Nachgedacht - Evangelisches Johannesstift

Nachgedacht:
Ich kann auch mit mir selbst Skat spielen!
Vikar Dr. Thorsten Klein, Kirchengemeinde Johannesstift
Gedanken zur Losung des Monats September. „Wo zwei oder drei in meinem
Namen versammelt sind, da bin ich mitten unter ihnen“ (Matthäus 18,20).
Schön, dass die völlig absurde Überschrift Sie nicht vom Weiterlesen abgehalten hat. Alleine Skat
spielen – wie soll das gehen? Man muss wirklich kein passionierter Zocker sein um
zu wissen, dass man dafür zwei Mitspieler braucht. Die allgemeine Zustimmung dürfte mir an
dieser Stelle gewiss sein.
Aber wie steht es um die Aussage „Ich kann auch für mich selbst an Gott glauben. Dafür brauche
ich keine Kirche“? Ich habe diese Worte schon oft gehört. Sie vielleicht auch. Vielleicht haben Sie
sie sogar schon mal selbst gesagt!? Glauben ohne Mit-Glaubende – ist das möglich oder genauso
sinnlos wie meine Überschrift?
„Für-Sich-Glauben“ liegt im Trend. Viele Menschen haben in den vergangenen Jahren
der Kirche den Rücken gekehrt, die wenigsten mit der Begründung, nicht mehr an
Gott zu glauben. Und selbst unter den Kirchenmitgliedern sind diejenigen, die
regelmäßig Gemeinschaft mit anderen Christen im Gottesdienst oder in
Gemeindekreisen suchen, die absolute Minderheit. Glaube wird so für viele zur
Privatsache; etwas, worüber man nicht spricht, vielleicht auch nicht sprechen will
oder kann; was eigentlich auch niemanden etwas angeht. „Ich und mein Gott – das
genügt doch völlig. Ich glaube, dass es ihn gibt und hin und wieder reden wir mal
miteinander.“
Ja, vielleicht geht das sogar, zumindest eine Zeit lang. Es mag Phasen im Leben
geben, in denen Gemeinschaft nicht dran und nicht drin ist. Mir fallen Elia und Jesus
in der Wüste ein. Auch und gerade im Alleinsein kann mir Gott begegnen. Aber
beide sind nicht in der Wüste geblieben. Beide sind in die Gemeinschaft
zurückgekehrt. Mir fällt keine biblische Figur ein, die ein dauerhaftes
Eremitendasein geführt hat. Was wäre von ihr auch zu erzählen gewesen?

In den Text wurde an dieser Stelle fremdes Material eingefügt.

/// `health_status_changed_event`
pub(super) fn health_status_changed(event: &Event) -> Vec<MetricPoint> {
    let p = event.payload();
    vec![baseline(event)
        .with_tag_opt("appId", p.str_field("appId"))
        .with_tag_opt("instanceId", p.str_field("instanceId"))
        .with_tag_opt("alive", p.bool_field("alive"))
        .with_tag_opt("version", p.str_field("version"))]
}

/// `unhealthy_task_kill_event`
pub(super) fn unhealthy_task_kill(event: &Event) -> Vec<MetricPoint> {
    let p = event.payload();
    vec![baseline(event)
        .with_tag_opt("appId", p.str_field("appId"))
        .with_tag_opt("taskId", p.str_field("taskId"))
        .with_tag_opt("reason", p.str_field("reason"))
        .with_tag_opt("host", p.str_field("host"))
        .with_tag_opt("slaveId", p.str_field("slaveId"))
        .with_tag_opt("version", p.str_field("version"))]
}

/// `unhealthy_instance_kill_event`
pub(super) fn unhealthy_instance_kill(event: &Event) -> Vec<MetricPoint> {
    let p = event.payload();
    vec![baseline(event)
        .with_tag_opt("appId", p.str_field("appId"))
        .with_tag_opt("taskId", p.str_field("taskId"))
        .with_tag_opt("instanceId", p.str_field("instanceId"))
        .with_tag_opt("reason", p.str_field("reason"))
        .with_tag_opt("host", p.str_field("host"))
        .with_tag_opt("slaveId", p.str_field("slaveId"))
        .with_tag_opt("version", p.str_field("version"))]
}

/// `group_change_success` / `group_change_failed`
pub(super) fn group_change(event: &Event) -> Vec<MetricPoint> {
    let p = event.payload();
    vec![baseline(event)
        .with_tag_opt("groupId", p.str_field("groupId"))
        .with_tag_opt("version", p.str_field("version"))]
}

/// `deployment_success` / `deployment_failed`
pub(super) fn deployment_result(event: &Event) -> Vec<MetricPoint> {
    let p = event.payload();
    vec![baseline(event).with_tag_opt("id", p.str_field("id"))]
}

/// `deployment_info` / `deployment_step_success` / `deployment_step_failure`
///
/// Composite events: one point per action of the current step, each carrying
/// the shared plan-level context. An empty action list yields zero points.
/// These points deliberately carry no `eventType` tag; the measurement name
/// already identifies the type.
pub(super) fn deployment_progress(event: &Event) -> Vec<MetricPoint> {
    let p = event.payload();

    let actions = match p
        .raw("currentStep")
        .and_then(|step| step.get("actions"))
        .and_then(|actions| actions.as_array())
    {
        Some(actions) => actions,
        None => return Vec::new(),
    };

    let plan = p.raw("plan");
    let plan_id = plan.and_then(|plan| plan.get("id")).and_then(|id| id.as_str());
    let plan_steps = plan.and_then(|plan| plan.get("steps")).map(|steps| steps.to_string());
    let current_step = p.json_field("currentStep");
    let measurement = format!("event_bus_{}", event.event_type);
    let timestamp_ns = millis_to_nanos(event.timestamp_ms);

    actions
        .iter()
        .map(|action| {
            MetricPoint::new(measurement.clone(), timestamp_ns)
                .with_tag_opt("plan_id", plan_id)
                .with_tag_opt("plan_steps", plan_steps.clone())
                .with_tag_opt("plan_currentStep", current_step.clone())
                .with_tag_opt("action", action.get("action").and_then(|a| a.as_str()))
                .with_tag_opt("app", action.get("app").and_then(|a| a.as_str()))
                .with_field("value", 1)
        })
        .collect()
}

Wo in der Bibel von Gott die Rede ist, geht es immer auch um Gemeinschaft
zwischen Menschen: Gott und sein Volk Israel, Jesus und seine Junger, die ersten
christlichen Gemeinden. „Wo zwei oder drei in meinem Namen versammelt sind, da
bin ich mitten unter ihnen.“ Die Losung für den Monat September wird oft als Trost
und Verheißung für schrumpfende Gemeinden gelesen. Selbst da, wo nur noch zwei
oder drei im Gottesdienst sitzen, ist Jesus gegenwärtig. Das trifft die Realität vieler
Brandenburger Kirchengemeinden. Aber in dem Vers steckt nicht nur Zuspruch,
sondern auch ein Anspruch:
Glaube braucht Gemeinschaft! Nur in ihr kann er seine ganze Schönheit, seine ganze
Lebendigkeit entfalten! Gott ist nicht. Gott geschieht, nämlich dort wo Christen im
Namen Jesu zusammen singen, feiern, lachen, weinen, beten... Dabei steht der
„Name“ für das „Sein“ bzw. für den „Geist“ Jesu.
Wo Menschen in diesem Geist Gemeinschaft haben, da ist Jesus persönlich
anwesend, da begegnet mir Gott im Angesicht meiner Schwestern und Brüder. Da
werden sich Christen gegenseitig zum Christus.
„Ich kann auch für mich selbst an Gott glauben!“ Ja, vielleicht ist das sogar möglich.
Aber wie im Spiel offenbart der Glaube seine Faszination, seinen Reichtum, seine
ganze Pracht und Schönheit erst durch die Mitspieler. Lasst uns miteinander spielen!